3. On a letters patent appeal, the Division Bench of the High Court rejected the appeal in limine observing that they found no scope for interference in the intra-court appeal. It is apparent from the order of the learned Single Judge that two considerations weighed with him in granting relief to the respondents. First is that in view of the circular dated 20-12-1999 (Annexure A-6 to the writ petition), the respondents are entitled for regularisation; and secondly, the ban against regularisation which was subsequently clamped on 14-1-2000, does not operate against the respondent employees. Though no exception can be taken to the second reason given by the High Court as far as applicability of the circular dated 20-12-1999 is concerned, it is a debatable point whether the respondents can automatically get the benefit of regularisation. The learned Single Judge of the High Court proceeded on the basis that the writ petitioners have "made out" the case for regularisation in terms of the said circular, without adverting to the relevant aspects of that circular. The learned counsel appearing for the State submits that the circular dated 20-12-1999 does not contemplate automatic regularisation and it has to be done in accordance with the conditions and restrictions prescribed by the Government or the department concerned from time to time. This contentious point ought to have been examined by the Division Bench of the High Court. Moreover, the question whether apart from the circular, the respondents have a right to claim regularisation in view of their long-standing service as casual employees by virtue of the constitutional guarantees enshrined in Part III of the Constitution, should have also been considered by the High Court.

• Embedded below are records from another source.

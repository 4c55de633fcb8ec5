//! Provenance tracking for files written by pe-daq detectors.

pub mod resource_tracker;

pub use resource_tracker::{
    compose_path, DatumReference, ResourceDescriptor, ResourceTracker, ADC_TIFF,
};
//! Tracing initialization
//!
//! Sets up the global `tracing` subscriber for the `pe-daq` binary:
//! - Multiple output formats (pretty, compact, JSON)
//! - `RUST_LOG` filtering, falling back to the configured level
//! - Idempotent initialization, safe to call from tests
//!
//! Logs go to stderr so stdout stays a clean JSON-lines document stream.
//!
//! # Example
//! ```no_run
//! use pe_daq::{config::PeDaqConfig, logging};
//! use tracing::info;
//!
//! # fn main() -> anyhow::Result<()> {
//! let config = PeDaqConfig::load()?;
//! logging::init_from_config(&config)?;
//! info!(detector = %config.detector.name, "Application started");
//! # Ok(())
//! # }
//! ```

use crate::config::{LogFormat, PeDaqConfig};
use anyhow::{anyhow, Result};
use tracing::Level;
use tracing_subscriber::{
    fmt::{self, format::FmtSpan},
    layer::SubscriberExt,
    util::SubscriberInitExt,
    EnvFilter, Layer,
};

/// Tracing configuration options
#[derive(Debug, Clone)]
pub struct TracingConfig {
    /// Fallback level when `RUST_LOG` is unset
    pub level: Level,
    /// Output format
    pub format: LogFormat,
    /// Whether to include span events (NEW, CLOSE)
    pub with_span_events: bool,
    /// Whether to include file and line numbers
    pub with_file_and_line: bool,
    /// Whether to enable ANSI colors (only for Pretty format)
    pub with_ansi: bool,
}

impl Default for TracingConfig {
    fn default() -> Self {
        Self {
            level: Level::INFO,
            format: LogFormat::Pretty,
            with_span_events: false,
            with_file_and_line: true,
            with_ansi: true,
        }
    }
}

impl TracingConfig {
    /// Create tracing config from the application section
    pub fn from_config(config: &PeDaqConfig) -> Result<Self> {
        Ok(Self {
            level: parse_log_level(&config.application.log_level)?,
            format: config.application.log_format,
            ..Default::default()
        })
    }

    /// Defaults at `level`
    pub fn new(level: Level) -> Self {
        Self {
            level,
            ..Default::default()
        }
    }

    /// Set the output format
    pub fn with_format(mut self, format: LogFormat) -> Self {
        self.format = format;
        self
    }

    /// Log span open and close
    pub fn with_span_events(mut self, enabled: bool) -> Self {
        self.with_span_events = enabled;
        self
    }

    /// Colorize pretty output
    pub fn with_ansi(mut self, enabled: bool) -> Self {
        self.with_ansi = enabled;
        self
    }
}

/// Initialize tracing from the loaded configuration
pub fn init_from_config(config: &PeDaqConfig) -> Result<()> {
    init(TracingConfig::from_config(config)?)
}

/// Initialize tracing with custom configuration
///
/// Idempotent: if a global subscriber is already set this returns `Ok(())`.
pub fn init(config: TracingConfig) -> Result<()> {
    let env_filter = EnvFilter::try_from_default_env()
        .unwrap_or_else(|_| EnvFilter::new(config.level.as_str().to_lowercase()));

    let span_events = if config.with_span_events {
        FmtSpan::NEW | FmtSpan::CLOSE
    } else {
        FmtSpan::NONE
    };

    let base = fmt::layer()
        .with_writer(std::io::stderr)
        .with_span_events(span_events)
        .with_file(config.with_file_and_line)
        .with_line_number(config.with_file_and_line);

    let layer = match config.format {
        LogFormat::Pretty => base.pretty().with_ansi(config.with_ansi).boxed(),
        LogFormat::Compact => base.compact().with_ansi(false).boxed(),
        LogFormat::Json => base.json().boxed(),
    };

    match tracing_subscriber::registry()
        .with(layer.with_filter(env_filter))
        .try_init()
    {
        Ok(()) => Ok(()),
        // Already initialized; expected in tests
        Err(e) if e.to_string().contains("already been set") => Ok(()),
        Err(e) => Err(anyhow!("Failed to initialize tracing: {}", e)),
    }
}

/// Parse log level string into tracing Level
pub fn parse_log_level(level: &str) -> Result<Level> {
    match level.to_lowercase().as_str() {
        "trace" => Ok(Level::TRACE),
        "debug" => Ok(Level::DEBUG),
        "info" => Ok(Level::INFO),
        "warn" => Ok(Level::WARN),
        "error" => Ok(Level::ERROR),
        _ => Err(anyhow!(
            "Invalid log level '{}'. Must be one of: trace, debug, info, warn, error",
            level
        )),
    }
}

We are, therefore, of the view that the Division Bench of the High Court is not justified in rejecting the appeal at the stage of admission as arguable questions do arise for consideration.
4. We, therefore, set aside the impugned judgment and remit the matter to the Division Bench of the High Court for fresh disposal on merits after admission of the case. It is desirable that the appeal is heard and disposed of at an early date, preferably by the end of this year.
5. The appeal is disposed of accordingly. No costs.
.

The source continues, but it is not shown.